◆ **SOURCE DATA**:
=== Begin Enclosure ===
#[test]
fn s5_top_level_await_rejection1() {
  let _guard = acquire_sequential_guard();
  test_log_init();

  let err = make_runner(
    "await Promise.resolve().then(() => { something }); export default () => {};",
  )
  .unwrap_err();
  assert!(
    err
      .to_string()
      .contains("ReferenceError: something is not defined"),
    "got: {err:#}"
  );
}

#[test]
fn s6_shared_array1() {
  let _guard = acquire_sequential_guard();
  test_log_init();

  let script = r#"
    import { SharedArray } from "k6/data";
    const users = new SharedArray("users", function () {
      const arr = [];
      for (let i = 0; i < 50; i++) {
        arr.push({ value: i, name: "user" + i });
      }
      return arr;
    });
    export default function () {
      if (users.length !== 50) { throw new Error("bad length: " + users.length); }
      if (users[2].value !== 2) { throw new Error("bad element"); }
      let seen = 0;
      for (const u of users) { seen++; }
      if (seen !== 50) { throw new Error("bad iteration: " + seen); }
    };
  "#;
  let runner = make_runner(script).unwrap();

  // The producer ran exactly once, during the first init.
  let stored = runner.bundle.shared_arrays.get("users").unwrap();
  assert_eq!(stored.len(), 50);

  run_iterations(&runner, 10, 10).unwrap();

  // Still the same single encoding after 10 VUs x 10 iterations.
  let after = runner.bundle.shared_arrays.get("users").unwrap();
  assert!(std::sync::Arc::ptr_eq(&stored, &after));
}

#[test]
fn s7_iteration_events1() {
  let _guard = acquire_sequential_guard();
  test_log_init();

  let runner = make_runner("export default function() {};").unwrap();

  let (_sub_id, mut events_rx) = runner
    .preinit
    .events
    .subscribe(&[EventType::IterStart, EventType::IterEnd]);

  // Acknowledge in a background thread so emit-and-wait can proceed.
  let collector = std::thread::spawn(move || {
    let mut seen = vec![];
    while let Some(event) = events_rx.blocking_recv() {
      let data = match &event.data {
        EventData::Iteration(data) => data.clone(),
        other => panic!("unexpected event payload: {other:?}"),
      };
      seen.push((event.event_type, data));
      event.done();
    }
    seen
  });

  let (tx, _rx) = samples_channel();
  let mut vu = runner.new_vu(None, 7, 7, tx).unwrap();
  let mut active = vu.activate(VuActivationParams {
    scenario: Some("my-scenario".to_string()),
    ..Default::default()
  });
  active.run_once().unwrap();
  drop(active);
  drop(vu);
  drop(runner);

  let seen = collector.join().unwrap();
  assert_eq!(seen.len(), 2);
  assert_eq!(seen[0].0, EventType::IterStart);
  assert_eq!(seen[0].1.iteration, 0);
  assert_eq!(seen[0].1.vu_id, 7);
  assert_eq!(seen[0].1.scenario_name, "my-scenario");
  assert_eq!(seen[0].1.error, None);
  assert_eq!(seen[1].0, EventType::IterEnd);
  assert_eq!(seen[1].1.error, None);
}
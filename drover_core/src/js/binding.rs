//! Js runtime bindings: context creation and the native functions scripts
//! reach through globals and the internal host object.

pub mod console;
pub mod exec;
pub mod open;
pub mod require;
pub mod shared_array;
pub mod timers;

use crate::prelude::*;

/// Name of the host object carrying the low-level natives the embedded
/// bootstrap wires up.
pub const INTERNAL_OBJECT: &str = "__InternalDroverGlobalObject";

/// Populates a new JavaScript context with low-level Rust bindings.
pub fn create_new_context<'s>(
  scope: &mut v8::HandleScope<'s, ()>,
) -> v8::Local<'s, v8::Context> {
  let context = v8::Context::new(scope);
  let global = context.global(scope);
  let scope = &mut v8::ContextScope::new(scope, context);

  // Init-context-only globals.
  set_function_to(scope, global, "open", open::open);
  set_function_to(scope, global, "require", require::require);

  // The per-VU console.
  console::install(scope, global);

  // Register the internal host object.
  let host = create_object_under(scope, global, INTERNAL_OBJECT);

  {
    set_function_to(scope, host, "timer_create", timers::create_timer);
    set_function_to(scope, host, "timer_clear", timers::clear_timer);
  }

  {
    set_function_to(scope, host, "shared_array_create", shared_array::create);
    set_function_to(scope, host, "shared_array_get", shared_array::get);
    set_function_to(scope, host, "shared_array_len", shared_array::len);
  }

  {
    set_function_to(scope, host, "exec_test_abort", exec::test_abort);
    set_function_to(scope, host, "exec_snapshot", exec::snapshot);
    set_function_to(scope, host, "group_enter", exec::group_enter);
    set_function_to(scope, host, "group_leave", exec::group_leave);
    set_function_to(scope, host, "sleep", exec::sleep);
  }

  context
}

/// Adds a property with the given name and value, into the given object.
pub fn set_property_to(
  scope: &mut v8::HandleScope,
  target: v8::Local<v8::Object>,
  name: &str,
  value: v8::Local<v8::Value>,
) {
  let key = v8::String::new(scope, name).unwrap();
  target.set(scope, key.into(), value);
}

/// Adds a read-only property with the given name and value, into the given
/// object.
pub fn set_constant_to(
  scope: &mut v8::HandleScope,
  target: v8::Local<v8::Object>,
  name: &str,
  value: v8::Local<v8::Value>,
) {
  let key = v8::String::new(scope, name).unwrap();
  target.define_own_property(scope, key.into(), value, v8::PropertyAttribute::READ_ONLY);
}

/// Adds a `Function` object which calls the given Rust function.
pub fn set_function_to(
  scope: &mut v8::HandleScope,
  target: v8::Local<v8::Object>,
  name: &'static str,
  callback: impl v8::MapFnTo<v8::FunctionCallback>,
) {
  let key = v8::String::new(scope, name).unwrap();
  let template = v8::FunctionTemplate::new(scope, callback);
  let val = template.get_function(scope).unwrap();

  target.set(scope, key.into(), val.into());
}

/// Creates an object with a given name under a `target` object.
pub fn create_object_under<'s>(
  scope: &mut v8::HandleScope<'s>,
  target: v8::Local<v8::Object>,
  name: &'static str,
) -> v8::Local<'s, v8::Object> {
  let template = v8::ObjectTemplate::new(scope);
  let key = v8::String::new(scope, name).unwrap();
  let value = template.new_instance(scope).unwrap();

  target.set(scope, key.into(), value.into());
  value
}

/// Useful utility to throw v8 exceptions.
pub fn throw_error(scope: &mut v8::HandleScope, message: &str) {
  let message = v8::String::new(scope, message).unwrap();
  let exception = v8::Exception::error(scope, message);
  scope.throw_exception(exception);
}

/// Useful utility to throw v8 type errors.
pub fn throw_type_error(scope: &mut v8::HandleScope, message: &str) {
  let message = v8::String::new(scope, message).unwrap();
  let exception = v8::Exception::type_error(scope, message);
  scope.throw_exception(exception);
}

/// Sets a numeric global (`__VU`, `__ITER`).
pub fn set_number_global(scope: &mut v8::HandleScope, name: &str, value: f64) {
  let context = scope.get_current_context();
  let global = context.global(scope);
  let key = v8::String::new(scope, name).unwrap();
  let value = v8::Number::new(scope, value);
  global.set(scope, key.into(), value.into());
}

/// Sets `__ENV` from the composed environment map.
pub fn set_env_global(scope: &mut v8::HandleScope, env: &HashMap<String, String>) {
  let context = scope.get_current_context();
  let global = context.global(scope);
  let obj = v8::Object::new(scope);
  for (k, v) in env {
    let key = v8::String::new(scope, k).unwrap();
    let value = v8::String::new(scope, v).unwrap();
    obj.set(scope, key.into(), value.into());
  }
  let key = v8::String::new(scope, "__ENV").unwrap();
  global.set(scope, key.into(), obj.into());
}

/// Reads a global by name.
pub fn get_global<'s>(
  scope: &mut v8::HandleScope<'s>,
  name: &str,
) -> Option<v8::Local<'s, v8::Value>> {
  let context = scope.get_current_context();
  let global = context.global(scope);
  let key = v8::String::new(scope, name)?;
  global.get(scope, key.into())
}

/// Reads a property of the internal host object (used for shim-defined
/// helpers like the SharedArray constructor).
pub fn get_host_property<'s>(
  scope: &mut v8::HandleScope<'s>,
  name: &str,
) -> Option<v8::Local<'s, v8::Value>> {
  let host = get_global(scope, INTERNAL_OBJECT)?;
  let host = host.to_object(scope)?;
  let key = v8::String::new(scope, name)?;
  host.get(scope, key.into())
}
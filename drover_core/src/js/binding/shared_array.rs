//! Natives behind the SharedArray constructor and its read-only view.

use crate::errext::InitContextError;
use crate::js::binding::{throw_error, throw_type_error};
use crate::js::JsRuntime;
use crate::prelude::*;

/// `(name, producer) -> length`. Runs the producer at most once per
/// (test run, name); subsequent constructions under the same name reuse the
/// stored encoding without calling the producer again.
pub fn create(
  scope: &mut v8::HandleScope,
  args: v8::FunctionCallbackArguments,
  mut rv: v8::ReturnValue,
) {
  let state_rc = JsRuntime::state(scope);

  {
    let state = state_rc.borrow();
    if !state.bag.in_init_context {
      throw_error(scope, "new SharedArray must be called in the init context");
      return;
    }
  }

  if args.length() < 1 || !args.get(0).is_string() {
    throw_type_error(scope, "SharedArray requires a name");
    return;
  }
  let name = args.get(0).to_rust_string_lossy(scope);
  if name.is_empty() {
    throw_error(scope, "empty name provided to SharedArray's constructor");
    return;
  }

  let Ok(producer) = v8::Local::<v8::Function>::try_from(args.get(1)) else {
    throw_type_error(scope, "SharedArray requires a producer function");
    return;
  };

  let registry = state_rc.borrow().bag.shared_arrays.clone();

  let data = registry.get_or_create(&name, || {
    let undefined = v8::undefined(scope).into();
    let tc_scope = &mut v8::TryCatch::new(scope);
    let result = match producer.call(tc_scope, undefined, &[]) {
      Some(result) => result,
      None => {
        let err = crate::js::err::from_try_catch(tc_scope, None);
        return Err(anyhow::anyhow!("{err}"));
      }
    };

    if !result.is_array() {
      return Err(anyhow::anyhow!("only arrays can be made into SharedArray"));
    }
    let arr = v8::Local::<v8::Array>::try_from(result).unwrap();

    let mut encoded = Vec::with_capacity(arr.length() as usize);
    for i in 0..arr.length() {
      let element = arr
        .get_index(tc_scope, i)
        .unwrap_or_else(|| v8::undefined(tc_scope).into());
      match v8::json::stringify(tc_scope, element) {
        Some(json) => encoded.push(json.to_rust_string_lossy(tc_scope)),
        None => encoded.push("null".to_string()),
      }
    }
    Ok(encoded)
  });

  let data = match data {
    Ok(data) => data,
    Err(e) => {
      throw_error(scope, &e.to_string());
      return;
    }
  };

  rv.set(v8::Integer::new(scope, data.len() as i32).into());
}

/// `(name, index) -> JSON string` of the element.
pub fn get(
  scope: &mut v8::HandleScope,
  args: v8::FunctionCallbackArguments,
  mut rv: v8::ReturnValue,
) {
  let name = args.get(0).to_rust_string_lossy(scope);
  let index = args.get(1).int32_value(scope).unwrap_or(-1);

  let registry = JsRuntime::state(scope).borrow().bag.shared_arrays.clone();
  let Some(data) = registry.get(&name) else {
    throw_error(scope, &format!("unknown SharedArray {name:?}"));
    return;
  };
  if index < 0 || index as usize >= data.len() {
    rv.set(v8::undefined(scope).into());
    return;
  }
  let json = v8::String::new(scope, &data[index as usize]).unwrap();
  rv.set(json.into());
}

/// `(name) -> length`.
pub fn len(
  scope: &mut v8::HandleScope,
  args: v8::FunctionCallbackArguments,
  mut rv: v8::ReturnValue,
) {
  let name = args.get(0).to_rust_string_lossy(scope);
  let registry = JsRuntime::state(scope).borrow().bag.shared_arrays.clone();
  let Some(data) = registry.get(&name) else {
    throw_error(scope, &format!("unknown SharedArray {name:?}"));
    return;
  };
  rv.set(v8::Integer::new(scope, data.len() as i32).into());
}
=== End Enclosure ===
◆ **REQUIREMENT**: Every line in the records above that contains the word "IterEnd" should be copied out.

◆ **RESULT**:
    .subscribe(&[EventType::IterStart, EventType::IterEnd]);
  assert_eq!(seen[1].0, EventType::IterEnd);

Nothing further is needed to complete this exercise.